Here’s how to brew that perfect coffee
By ANIMonday, September 20, 2010
MELBOURNE - In a prefect combination of technology and tradition, James Freeman, in a small cafe in San Francisco is proving that there’s no such thing as too technical when it comes to making the perfect coffee.
In his Blue Bottle Cafe on Mint St, the counter is dominated by a couple of contraptions that would look more at home in a mad scientists’ laboratory, but which actually represent a San Franciscan pursuit for perfect coffee.
The New York Times has put the price of Freeman’s dedication to perfect coffee at 20,000 dollar and that’s just for one of the machines.
“The 20,000 dollars was basically the machine, the sourcing the beans, the labour - they got it up to that figure,” the Courier Mail quoted him as saying.
“But they’re all pretty expensive, I can say that much,” added Freeman.
His favourite is the copper-clad lever espresso machine, a vintage Italian job from the 1970s.
But for perfect coffee, he says no one does it like the Japanese.
To prove it, two years ago, Freeman sourced a pair of Oji drip-fed machines from Japan.
The Oji machines fuse tradition and tech in a way that might seem ridiculous to non-coffee drinkers, but those queued around the block outside his Blue Bottle Cafe in Mint St give thanks for it twice a day as it takes 12 hours to make a potl.
Each pot starts with 3.2 litres of water in the top globe, which releases exactly 88 drips per minute through a glass cylinder holding 160g of coffee.
The coffee is “single source” - all the beans are from the same crop, not blended - and coupled with the fact there’s only six litres of it available every 12 hours, chances are that might all add up for the world’s most expensive hangover cure.

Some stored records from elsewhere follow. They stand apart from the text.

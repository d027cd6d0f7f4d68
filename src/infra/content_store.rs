//! Digest-addressed storage for binary resource content.
//!
//! File and image resources keep their bytes outside the XML documents:
//! content is stored once under its SHA-256 digest and referenced from the
//! resource document. Identical uploads share one blob.

use std::io::ErrorKind;
use std::path::PathBuf;

use bytes::Bytes;
use dashmap::DashMap;
use sha2::{Digest, Sha256};
use tracing::debug;

use crate::infra::error::InfraError;

pub struct ContentStore {
    dir: Option<PathBuf>,
    blobs: DashMap<String, Bytes>,
}

impl ContentStore {
    pub fn in_memory() -> Self {
        Self {
            dir: None,
            blobs: DashMap::new(),
        }
    }

    pub async fn open(dir: impl Into<PathBuf>) -> Result<Self, InfraError> {
        let dir = dir.into();
        tokio::fs::create_dir_all(&dir).await?;
        Ok(Self {
            dir: Some(dir),
            blobs: DashMap::new(),
        })
    }

    /// Store a blob, returning its digest.
    pub async fn store(&self, bytes: Bytes) -> Result<String, InfraError> {
        let digest = hex::encode(Sha256::digest(&bytes));
        if let Some(dir) = &self.dir {
            let file = dir.join(&digest);
            match tokio::fs::metadata(&file).await {
                Ok(_) => {}
                Err(err) if err.kind() == ErrorKind::NotFound => {
                    let tmp = file.with_extension("tmp");
                    tokio::fs::write(&tmp, &bytes).await?;
                    tokio::fs::rename(&tmp, &file).await?;
                    debug!(digest = %digest, size = bytes.len(), "content blob written");
                }
                Err(err) => return Err(err.into()),
            }
        }
        self.blobs.insert(digest.clone(), bytes);
        Ok(digest)
    }

    /// Fetch a blob by digest, falling back to disk for blobs stored by a
    /// previous process.
    pub async fn get(&self, digest: &str) -> Result<Option<Bytes>, InfraError> {
        if let Some(blob) = self.blobs.get(digest) {
            return Ok(Some(blob.value().clone()));
        }
        let Some(dir) = &self.dir else {
            return Ok(None);
        };
        match tokio::fs::read(dir.join(digest)).await {
            Ok(bytes) => {
                let bytes = Bytes::from(bytes);
                self.blobs.insert(digest.to_string(), bytes.clone());
                Ok(Some(bytes))
            }
            Err(err) if err.kind() == ErrorKind::NotFound => Ok(None),
            Err(err) => Err(err.into()),
        }
    }
}

#[cfg(test)]
mod tests {
    use super::*;

    #[tokio::test]
    async fn store_and_fetch_round_trip() {
        let store = ContentStore::in_memory();
        let digest = store
            .store(Bytes::from_static(b"hello"))
            .await
            .expect("store");
        let fetched = store.get(&digest).await.expect("get").expect("blob");
        assert_eq!(&fetched[..], b"hello");
        assert!(store.get("unknown").await.expect("get").is_none());
    }

    #[tokio::test]
    async fn identical_content_shares_a_digest() {
        let store = ContentStore::in_memory();
        let first = store.store(Bytes::from_static(b"same")).await.expect("a");
        let second = store.store(Bytes::from_static(b"same")).await.expect("b");
        assert_eq!(first, second);
    }

    #[tokio::test]
    async fn blobs_survive_a_reopen() {
        let dir = tempfile::tempdir().expect("tempdir");
        let digest = {
            let store = ContentStore::open(dir.path()).await.expect("open");
            store
                .store(Bytes::from_static(b"durable"))
                .await
                .expect("store")
        };
        let reopened = ContentStore::open(dir.path()).await.expect("reopen");
        let fetched = reopened.get(&digest).await.expect("get").expect("blob");
        assert_eq!(&fetched[..], b"durable");
    }
}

“It’s 4 dollar for a 12-ounce glass of ice coffee,” said Freeman.
“It’s a wonderful iced coffee, kind of a bourbon-like iced coffee. It’s got a heat to it that’s like having a shot of bourbon,” he added.
Then there’s the other Oji - the “20,000-dollar” one that makes hot coffee.
Water is heated in each globe by halogen lights, which forces it up into a module holding the coffee grounds.
The mixture is stirred with a bamboo paddle in a manner, which has to be perfected by baristas before they get to lay a hand on Freeman’s machine.
The “art” is creating a whirlpool within four turns something that Freeman said he spent months practising.
Stir it too much (more than 90 seconds) and the coffee over-extracts. Too little (less than 45 seconds) and your coffee is underdone.
The mix is then filtered back down into another globe and kept at that temperature by a barista cradling it with a moist cloth.
Although he calls his vintage lever machine his “rosebud”, Freeman said he prefers the routine of making siphon coffee in the morning.